> **What needs to be done**: Where the listing below has a line with "#[derive(Debug, Clone, Copy, Default)]", write out exactly that line and every line after it, stopping after the line with "until they are".

>>

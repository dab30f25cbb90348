// Copyright 2023-Present Datadog, Inc. https://www.datadoghq.com/
// SPDX-License-Identifier: Apache-2.0

//! Container and object names for written buffers.

use chrono::{DateTime, Utc};
use sha2::{Digest, Sha256};
use uuid::Uuid;

/// Number of hash bytes prepended to hourly container names.
const HASH_PREFIX_BYTES: usize = 5;

/// Chooses the container each flush writes into.
#[derive(Debug, Clone, PartialEq, Eq)]
pub enum ContainerNamer {
    Fixed(String),
    /// `{hash}-{base}-{yyyy-mm-dd-hh}`. The hash of the hour leads the name
    /// so consecutive hours land on different storage partitions.
    Hourly { base: String },
}

impl ContainerNamer {
    #[must_use]
    pub fn name_at(&self, now: DateTime<Utc>) -> String {
        match self {
            ContainerNamer::Fixed(name) => name.clone(),
            ContainerNamer::Hourly { base } => {
                let hour = now.format("%Y-%m-%d-%H").to_string();
                format!("{}-{base}-{hour}", hash_prefix(&hour, HASH_PREFIX_BYTES))
            }
        }
    }

    #[must_use]
    pub fn current(&self) -> String {
        self.name_at(Utc::now())
    }
}

/// Hex encoding of the first `bytes` bytes of the SHA-256 of `input`.
#[must_use]
pub fn hash_prefix(input: &str, bytes: usize) -> String {
    let digest = Sha256::digest(input.as_bytes());
    hex::encode(&digest[..bytes.min(digest.len())])
}

/// Globally unique object name. The leading UUID spreads objects across
/// partitions.
#[must_use]
pub fn object_name(data_source: &str, file_type: &str, now: DateTime<Utc>) -> String {
    format!(
        "{}_{}_{data_source}.{file_type}",
        Uuid::new_v4(),
        now.format("%Y-%m-%d-%H-%M-%S")
    )
}
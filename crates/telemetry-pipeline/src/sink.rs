// Copyright 2023-Present Datadog, Inc. https://www.datadoghq.com/
// SPDX-License-Identifier: Apache-2.0

//! Publisher that feeds batches into a [`BufferedRetryingWriter`].

use std::marker::PhantomData;
use std::sync::Arc;

use async_trait::async_trait;
use serde::Serialize;
use tracing::{debug, error};

use crate::batch::Batch;
use crate::errors::BoxError;
use crate::pipeline::Publisher;
use crate::writer::{BufferedRetryingWriter, WriteOutcome};

/// Turns one record into the bytes stored in the buffer. The output must not
/// contain the buffer delimiter.
pub trait RecordSerializer<T>: Send + Sync {
    fn serialize(&self, record: &T) -> Result<Vec<u8>, BoxError>;
}

/// One compact JSON document per record.
#[derive(Debug, Clone, Copy, Default)]
pub struct JsonSerializer;

impl<T: Serialize> RecordSerializer<T> for JsonSerializer {
    fn serialize(&self, record: &T) -> Result<Vec<u8>, BoxError> {
        Ok(serde_json::to_vec(record)?)
    }
}

pub struct BufferedSink<T, S> {
    writer: Arc<BufferedRetryingWriter>,
    serializer: S,
    _record: PhantomData<fn(T)>,
}

impl<T, S> BufferedSink<T, S>
where
    S: RecordSerializer<T>,
{
    pub fn new(writer: Arc<BufferedRetryingWriter>, serializer: S) -> Self {
        Self {
            writer,
            serializer,
            _record: PhantomData,
        }
    }

    #[must_use]
    pub fn writer(&self) -> &Arc<BufferedRetryingWriter> {
        &self.writer
    }
}

#[async_trait]
impl<T, S> Publisher<T> for BufferedSink<T, S>
where
    T: Send + 'static,
    S: RecordSerializer<T>,
{
    async fn publish(&self, batch: Batch<T>) -> Result<(), BoxError> {
        let sequence = batch.sequence();
        let mut skipped = 0;
        let mut oversize = 0;

        for record in batch {
            let bytes = match self.serializer.serialize(&record) {
                Ok(bytes) => bytes,
                Err(e) => {
                    error!("Failed to serialize record of batch {sequence}: {e}");
                    skipped += 1;
                    continue;
                }
            };
            if self.writer.write_record(&bytes).await? == WriteOutcome::DroppedOversize {
                oversize += 1;
            }
        }

        if skipped > 0 || oversize > 0 {
            debug!(
                "Batch {sequence} buffered with {skipped} unserializable and {oversize} oversize \
                 records"
            );
        }
        Ok(())
    }
}
// Copyright 2023-Present Datadog, Inc. https://www.datadoghq.com/
// SPDX-License-Identifier: Apache-2.0

//! Fixed-capacity byte buffer holding delimited records until they are
//! written to a backing target.

pub const DEFAULT_DELIMITER: &[u8] = b"\n";

/// Accumulates serialized records separated by a delimiter.
///
/// The buffer never grows beyond `capacity`: the backing allocation is made
/// once and reused after every [`clear`](Self::clear). A delimiter is only
/// written between records, so a record of exactly `capacity` bytes fits an
/// empty buffer.
#[derive(Debug)]
pub struct MemoryAccumulationBuffer {
    data: Vec<u8>,
    capacity: usize,
    delimiter: &'static [u8],
    records: usize,
}

impl MemoryAccumulationBuffer {
    #[must_use]
    pub fn new(capacity: usize) -> Self {
        Self::with_delimiter(capacity, DEFAULT_DELIMITER)
    }

    #[must_use]
    pub fn with_delimiter(capacity: usize, delimiter: &'static [u8]) -> Self {
        Self {
            data: Vec::with_capacity(capacity),
            capacity,
            delimiter,
            records: 0,
        }
    }

    #[must_use]
    pub fn capacity(&self) -> usize {
        self.capacity
    }

    /// Write cursor, in bytes.
    #[must_use]
    pub fn len(&self) -> usize {
        self.data.len()
    }

    /// True when no record is buffered. Empty records still count.
    #[must_use]
    pub fn is_empty(&self) -> bool {
        self.records == 0
    }

    #[must_use]
    pub fn remaining(&self) -> usize {
        self.capacity - self.data.len()
    }

    #[must_use]
    pub fn record_count(&self) -> usize {
        self.records
    }

    /// Bytes a record of `len` bytes would take, delimiter included.
    fn required(&self, len: usize) -> usize {
        if self.records == 0 {
            len
        } else {
            len + self.delimiter.len()
        }
    }

    #[must_use]
    pub fn fits(&self, len: usize) -> bool {
        self.required(len) <= self.remaining()
    }

    /// Appends `record`, returning `false` and leaving the buffer untouched
    /// when it does not fit.
    pub fn try_append(&mut self, record: &[u8]) -> bool {
        if !self.fits(record.len()) {
            return false;
        }
        if self.records > 0 {
            self.data.extend_from_slice(self.delimiter);
        }
        self.data.extend_from_slice(record);
        self.records += 1;
        true
    }

    #[must_use]
    pub fn as_bytes(&self) -> &[u8] {
        &self.data
    }

    pub fn clear(&mut self) {
        self.data.clear();
        self.records = 0;
    }
}
// Copyright 2023-Present Datadog, Inc. https://www.datadoghq.com/
// SPDX-License-Identifier: Apache-2.0

use std::io::ErrorKind;
use std::path::{Path, PathBuf};

use async_trait::async_trait;
use tracing::debug;

use super::{BackingTarget, Destination};
use crate::errors::TargetError;

/// Backing target over a local directory. Containers are sub-directories
/// and are never created implicitly by a write.
#[derive(Debug, Clone)]
pub struct FsTarget {
    id: String,
    root: PathBuf,
}

impl FsTarget {
    pub fn new(id: impl Into<String>, root: impl Into<PathBuf>) -> Self {
        Self {
            id: id.into(),
            root: root.into(),
        }
    }

    #[must_use]
    pub fn root(&self) -> &Path {
        &self.root
    }

    fn error(&self, err: &std::io::Error, what: &str) -> TargetError {
        let message = format!("{what}: {err}");
        if err.kind() == ErrorKind::NotFound {
            TargetError::not_found(&self.id, message)
        } else {
            TargetError::other(&self.id, message)
        }
    }
}

#[async_trait]
impl BackingTarget for FsTarget {
    fn id(&self) -> &str {
        &self.id
    }

    async fn create_container(&self, container: &str) -> Result<bool, TargetError> {
        let path = self.root.join(container);
        if tokio::fs::try_exists(&path).await.unwrap_or(false) {
            return Ok(false);
        }
        tokio::fs::create_dir_all(&path)
            .await
            .map_err(|e| TargetError::other(&self.id, format!("create {}: {e}", path.display())))?;
        debug!("Created container {}", path.display());
        Ok(true)
    }

    async fn write_bytes(
        &self,
        destination: &Destination,
        bytes: &[u8],
    ) -> Result<(), TargetError> {
        let path = self.root.join(&destination.container).join(&destination.name);
        tokio::fs::write(&path, bytes)
            .await
            .map_err(|e| self.error(&e, &format!("write {}", path.display())))
    }
}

<<

> **Your response**:
#[derive(Debug, Clone, Copy, Default)]
pub struct JsonSerializer;

impl<T: Serialize> RecordSerializer<T> for JsonSerializer {
    fn serialize(&self, record: &T) -> Result<Vec<u8>, BoxError> {
        Ok(serde_json::to_vec(record)?)
    }
}

pub struct BufferedSink<T, S> {
    writer: Arc<BufferedRetryingWriter>,
    serializer: S,
    _record: PhantomData<fn(T)>,
}

impl<T, S> BufferedSink<T, S>
where
    S: RecordSerializer<T>,
{
    pub fn new(writer: Arc<BufferedRetryingWriter>, serializer: S) -> Self {
        Self {
            writer,
            serializer,
            _record: PhantomData,
        }
    }

    #[must_use]
    pub fn writer(&self) -> &Arc<BufferedRetryingWriter> {
        &self.writer
    }
}

#[async_trait]
impl<T, S> Publisher<T> for BufferedSink<T, S>
where
    T: Send + 'static,
    S: RecordSerializer<T>,
{
    async fn publish(&self, batch: Batch<T>) -> Result<(), BoxError> {
        let sequence = batch.sequence();
        let mut skipped = 0;
        let mut oversize = 0;

        for record in batch {
            let bytes = match self.serializer.serialize(&record) {
                Ok(bytes) => bytes,
                Err(e) => {
                    error!("Failed to serialize record of batch {sequence}: {e}");
                    skipped += 1;
                    continue;
                }
            };
            if self.writer.write_record(&bytes).await? == WriteOutcome::DroppedOversize {
                oversize += 1;
            }
        }

        if skipped > 0 || oversize > 0 {
            debug!(
                "Batch {sequence} buffered with {skipped} unserializable and {oversize} oversize \
                 records"
            );
        }
        Ok(())
    }
}
// Copyright 2023-Present Datadog, Inc. https://www.datadoghq.com/
// SPDX-License-Identifier: Apache-2.0

//! Fixed-capacity byte buffer holding delimited records until they are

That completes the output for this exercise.